**Data records:**
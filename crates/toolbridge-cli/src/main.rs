//! # toolbridge-cli
//!
//! Command-line interface for Toolbridge.

use std::path::PathBuf;

use clap::{Parser, Subcommand};
use tracing_subscriber::{fmt, prelude::*, EnvFilter};

use toolbridge_core::error::format_error_with_suggestion;
use toolbridge_core::Config;

mod commands;

/// Application context containing shared state.
pub struct AppContext {
    pub config: Config,
}

/// Toolbridge - expose MCP server tools to local callers
#[derive(Parser)]
#[command(name = "toolbridge")]
#[command(author, version, about, long_about = None)]
struct Cli {
    /// MCP servers file (defaults to the configured one)
    #[arg(short, long, global = true, value_name = "PATH", env = "TOOLBRIDGE_SERVERS_FILE")]
    config: Option<PathBuf>,

    /// Enable verbose logging
    #[arg(short, long, global = true)]
    verbose: bool,

    #[command(subcommand)]
    command: Commands,
}

#[derive(Subcommand)]
enum Commands {
    /// List configured MCP servers
    Servers,
    /// Start every server and list the tools they provide
    Tools {
        /// Print each tool's input schema
        #[arg(long)]
        schema: bool,
    },
    /// Call a tool and print its result
    Call {
        /// Tool name
        tool: String,
        /// Arguments as a JSON object
        #[arg(value_name = "ARGS_JSON")]
        args: Option<String>,
        /// Only consider tools from this server
        #[arg(short, long)]
        server: Option<String>,
    },
    /// Diagnose configuration issues
    Doctor,
}

#[tokio::main]
async fn main() -> anyhow::Result<()> {
    let cli = Cli::parse();

    // Initialize logging; stdout is reserved for command output
    let filter = if cli.verbose {
        EnvFilter::new("debug")
    } else {
        EnvFilter::try_from_default_env().unwrap_or_else(|_| EnvFilter::new("info"))
    };

    tracing_subscriber::registry()
        .with(fmt::layer().with_writer(std::io::stderr))
        .with(filter)
        .init();

    // Load configuration
    let mut config = Config::load_validated().unwrap_or_else(|e| {
        tracing::warn!(
            "Failed to load config, using defaults: {}",
            format_error_with_suggestion(&e)
        );
        Config::default()
    });
    if let Some(path) = cli.config {
        config.client.servers_file = Some(path);
    }

    let ctx = AppContext { config };

    match cli.command {
        Commands::Servers => commands::servers::run(&ctx)?,
        Commands::Tools { schema } => commands::tools::run(&ctx, schema).await?,
        Commands::Call { tool, args, server } => {
            commands::call::run(&ctx, &tool, args.as_deref(), server.as_deref()).await?
        }
        Commands::Doctor => commands::doctor::run(&ctx)?,
    }

    Ok(())
}

#[cfg(test)]
mod tests {
    use super::*;
    use clap::CommandFactory;

    #[test]
    fn test_cli_definition_is_valid() {
        Cli::command().debug_assert();
    }

    #[test]
    fn test_parse_call_with_global_flags() {
        let cli = Cli::try_parse_from([
            "toolbridge",
            "call",
            "read_file",
            r#"{"path": "/tmp/x"}"#,
            "--server",
            "files",
            "--config",
            "/tmp/mcp.json",
            "-v",
        ])
        .unwrap();

        assert!(cli.verbose);
        assert_eq!(cli.config, Some(PathBuf::from("/tmp/mcp.json")));
        match cli.command {
            Commands::Call { tool, args, server } => {
                assert_eq!(tool, "read_file");
                assert_eq!(args.as_deref(), Some(r#"{"path": "/tmp/x"}"#));
                assert_eq!(server.as_deref(), Some("files"));
            }
            _ => panic!("expected call command"),
        }
    }

    #[test]
    fn test_parse_tools_schema() {
        let cli = Cli::try_parse_from(["toolbridge", "tools", "--schema"]).unwrap();
        assert!(matches!(cli.command, Commands::Tools { schema: true }));
    }

    #[test]
    fn test_subcommand_is_required() {
        assert!(Cli::try_parse_from(["toolbridge"]).is_err());
    }
}
//! # toolbridge-core
//!
//! Core types and abstractions shared by the toolbridge crates.
//!
//! This crate provides:
//! - Client settings (layered TOML + environment configuration)
//! - The orchestrator-facing tool contract
//! - Common error types

pub mod config;
pub mod error;
pub mod tool;

pub use config::Config;
pub use error::{Error, Result};
pub use tool::{Tool, ToolDefinition, ToolOutput};
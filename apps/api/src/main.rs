mod analysis;
mod assets;
mod config;
mod errors;
mod llm_client;
mod pdf;
mod routes;
mod state;
mod upload;

use anyhow::Result;
use std::net::SocketAddr;
use std::sync::Arc;
use tower::ServiceBuilder;
use tower_http::{
    cors::CorsLayer,
    trace::{DefaultMakeSpan, DefaultOnResponse, TraceLayer},
};
use tracing::{info, warn, Level};
use tracing_subscriber::{layer::SubscriberExt, util::SubscriberInitExt, EnvFilter};

use crate::config::Config;
use crate::llm_client::{CompletionBackend, LlmClient};
use crate::routes::build_router;
use crate::state::AppState;

#[tokio::main]
async fn main() -> Result<()> {
    // Load configuration first (fails on missing PORT)
    let config = Config::from_env()?;

    // Initialize structured logging
    tracing_subscriber::registry()
        .with(EnvFilter::try_from_default_env().unwrap_or_else(|_| {
            EnvFilter::new(format!(
                "{}={},tower_http={}",
                env!("CARGO_PKG_NAME"),
                &config.rust_log,
                &config.rust_log
            ))
        }))
        .with(tracing_subscriber::fmt::layer())
        .init();

    info!("Starting ClauseLens v{}", env!("CARGO_PKG_VERSION"));

    // Initialize LLM client; a missing key only fails /analyze-text requests
    let llm: Option<Arc<dyn CompletionBackend>> = match &config.google_key {
        Some(key) => {
            let client = LlmClient::new(key.clone(), config.llm_timeout)?;
            info!("LLM client initialized (model: {})", llm_client::MODEL);
            Some(Arc::new(client))
        }
        None => {
            warn!("GOOGLE_KEY is not set; /analyze-text will fail until it is configured");
            None
        }
    };

    info!("Serving static files from {}", config.static_dir.display());
    let addr: SocketAddr = format!("0.0.0.0:{}", config.port).parse()?;

    // Build router
    let app = build_router(AppState::new(config, llm)).layer(
        ServiceBuilder::new()
            .layer(
                TraceLayer::new_for_http()
                    .make_span_with(DefaultMakeSpan::new().level(Level::INFO))
                    .on_response(DefaultOnResponse::new().level(Level::INFO)),
            )
            .layer(CorsLayer::permissive()),
    );

    info!("Listening on {addr}");
    let listener = tokio::net::TcpListener::bind(addr).await?;
    axum::serve(listener, app)
        .with_graceful_shutdown(shutdown_signal())
        .await?;

    info!("Server stopped");
    Ok(())
}

async fn shutdown_signal() {
    if let Err(e) = tokio::signal::ctrl_c().await {
        warn!("Failed to listen for shutdown signal: {e}");
        std::future::pending::<()>().await;
    }
    info!("Shutdown signal received");
}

**Assignment:**
Write all the data out again, exactly.

**Answer to this task:**
filename crates/toolbridge-cli/src/main.rs
//! # toolbridge-cli
//!
//! Command-line interface for Toolbridge.

use std::path::PathBuf;

use clap::{Parser, Subcommand};
use tracing_subscriber::{fmt, prelude::*, EnvFilter};

use toolbridge_core::error::format_error_with_suggestion;
use toolbridge_core::Config;

mod commands;

/// Application context containing shared state.
pub struct AppContext {
    pub config: Config,
}

/// Toolbridge - expose MCP server tools to local callers
#[derive(Parser)]
#[command(name = "toolbridge")]
#[command(author, version, about, long_about = None)]
struct Cli {
    /// MCP servers file (defaults to the configured one)
    #[arg(short, long, global = true, value_name = "PATH", env = "TOOLBRIDGE_SERVERS_FILE")]
    config: Option<PathBuf>,

    /// Enable verbose logging
    #[arg(short, long, global = true)]
    verbose: bool,

    #[command(subcommand)]
    command: Commands,
}

#[derive(Subcommand)]
enum Commands {
    /// List configured MCP servers
    Servers,
    /// Start every server and list the tools they provide
    Tools {
        /// Print each tool's input schema
        #[arg(long)]
        schema: bool,
    },
    /// Call a tool and print its result
    Call {
        /// Tool name
        tool: String,
        /// Arguments as a JSON object
        #[arg(value_name = "ARGS_JSON")]
        args: Option<String>,
        /// Only consider tools from this server
        #[arg(short, long)]
        server: Option<String>,
    },
    /// Diagnose configuration issues
    Doctor,
}

#[tokio::main]
async fn main() -> anyhow::Result<()> {
    let cli = Cli::parse();

    // Initialize logging; stdout is reserved for command output
    let filter = if cli.verbose {
        EnvFilter::new("debug")
    } else {
        EnvFilter::try_from_default_env().unwrap_or_else(|_| EnvFilter::new("info"))
    };

    tracing_subscriber::registry()
        .with(fmt::layer().with_writer(std::io::stderr))
        .with(filter)
        .init();

    // Load configuration
    let mut config = Config::load_validated().unwrap_or_else(|e| {
        tracing::warn!(
            "Failed to load config, using defaults: {}",
            format_error_with_suggestion(&e)
        );
        Config::default()
    });
    if let Some(path) = cli.config {
        config.client.servers_file = Some(path);
    }

    let ctx = AppContext { config };

    match cli.command {
        Commands::Servers => commands::servers::run(&ctx)?,
        Commands::Tools { schema } => commands::tools::run(&ctx, schema).await?,
        Commands::Call { tool, args, server } => {
            commands::call::run(&ctx, &tool, args.as_deref(), server.as_deref()).await?
        }
        Commands::Doctor => commands::doctor::run(&ctx)?,
    }

    Ok(())
}

#[cfg(test)]
mod tests {
    use super::*;
    use clap::CommandFactory;

    #[test]
    fn test_cli_definition_is_valid() {
        Cli::command().debug_assert();
    }

    #[test]
    fn test_parse_call_with_global_flags() {
        let cli = Cli::try_parse_from([
            "toolbridge",
            "call",
            "read_file",
            r#"{"path": "/tmp/x"}"#,
            "--server",
            "files",
            "--config",
            "/tmp/mcp.json",
            "-v",
        ])
        .unwrap();

        assert!(cli.verbose);
        assert_eq!(cli.config, Some(PathBuf::from("/tmp/mcp.json")));
        match cli.command {
            Commands::Call { tool, args, server } => {
                assert_eq!(tool, "read_file");
                assert_eq!(args.as_deref(), Some(r#"{"path": "/tmp/x"}"#));
                assert_eq!(server.as_deref(), Some("files"));
            }
            _ => panic!("expected call command"),
        }
    }

    #[test]
    fn test_parse_tools_schema() {
        let cli = Cli::try_parse_from(["toolbridge", "tools", "--schema"]).unwrap();
        assert!(matches!(cli.command, Commands::Tools { schema: true }));
    }

    #[test]
    fn test_subcommand_is_required() {
        assert!(Cli::try_parse_from(["toolbridge"]).is_err());
    }
}
//! # toolbridge-core
//!
//! Core types and abstractions shared by the toolbridge crates.
//!
//! This crate provides:
//! - Client settings (layered TOML + environment configuration)
//! - The orchestrator-facing tool contract
//! - Common error types

pub mod config;
pub mod error;
pub mod tool;

pub use config::Config;
pub use error::{Error, Result};
pub use tool::{Tool, ToolDefinition, ToolOutput};
filename apps/api/src/main.rs
mod analysis;
mod assets;
mod config;
mod errors;
mod llm_client;
mod pdf;
mod routes;
mod state;
mod upload;

use anyhow::Result;
use std::net::SocketAddr;
use std::sync::Arc;
use tower::ServiceBuilder;
use tower_http::{
    cors::CorsLayer,
    trace::{DefaultMakeSpan, DefaultOnResponse, TraceLayer},
};
use tracing::{info, warn, Level};
use tracing_subscriber::{layer::SubscriberExt, util::SubscriberInitExt, EnvFilter};

use crate::config::Config;
use crate::llm_client::{CompletionBackend, LlmClient};
use crate::routes::build_router;
use crate::state::AppState;

#[tokio::main]
async fn main() -> Result<()> {
    // Load configuration first (fails on missing PORT)
    let config = Config::from_env()?;

    // Initialize structured logging
    tracing_subscriber::registry()
        .with(EnvFilter::try_from_default_env().unwrap_or_else(|_| {
            EnvFilter::new(format!(
                "{}={},tower_http={}",
                env!("CARGO_PKG_NAME"),
                &config.rust_log,
                &config.rust_log
            ))
        }))
        .with(tracing_subscriber::fmt::layer())
        .init();

    info!("Starting ClauseLens v{}", env!("CARGO_PKG_VERSION"));

    // Initialize LLM client; a missing key only fails /analyze-text requests
    let llm: Option<Arc<dyn CompletionBackend>> = match &config.google_key {
        Some(key) => {
            let client = LlmClient::new(key.clone(), config.llm_timeout)?;
            info!("LLM client initialized (model: {})", llm_client::MODEL);
            Some(Arc::new(client))
        }
        None => {
            warn!("GOOGLE_KEY is not set; /analyze-text will fail until it is configured");
            None
        }
    };

    info!("Serving static files from {}", config.static_dir.display());
    let addr: SocketAddr = format!("0.0.0.0:{}", config.port).parse()?;

    // Build router
    let app = build_router(AppState::new(config, llm)).layer(
        ServiceBuilder::new()
            .layer(
                TraceLayer::new_for_http()
                    .make_span_with(DefaultMakeSpan::new().level(Level::INFO))
                    .on_response(DefaultOnResponse::new().level(Level::INFO)),
            )
            .layer(CorsLayer::permissive()),
    );

    info!("Listening on {addr}");
    let listener = tokio::net::TcpListener::bind(addr).await?;
    axum::serve(listener, app)
        .with_graceful_shutdown(shutdown_signal())
        .await?;

    info!("Server stopped");
    Ok(())
}

async fn shutdown_signal() {
    if let Err(e) = tokio::signal::ctrl_c().await {
        warn!("Failed to listen for shutdown signal: {e}");
        std::future::pending::<()>().await;
    }
    info!("Shutdown signal received");
}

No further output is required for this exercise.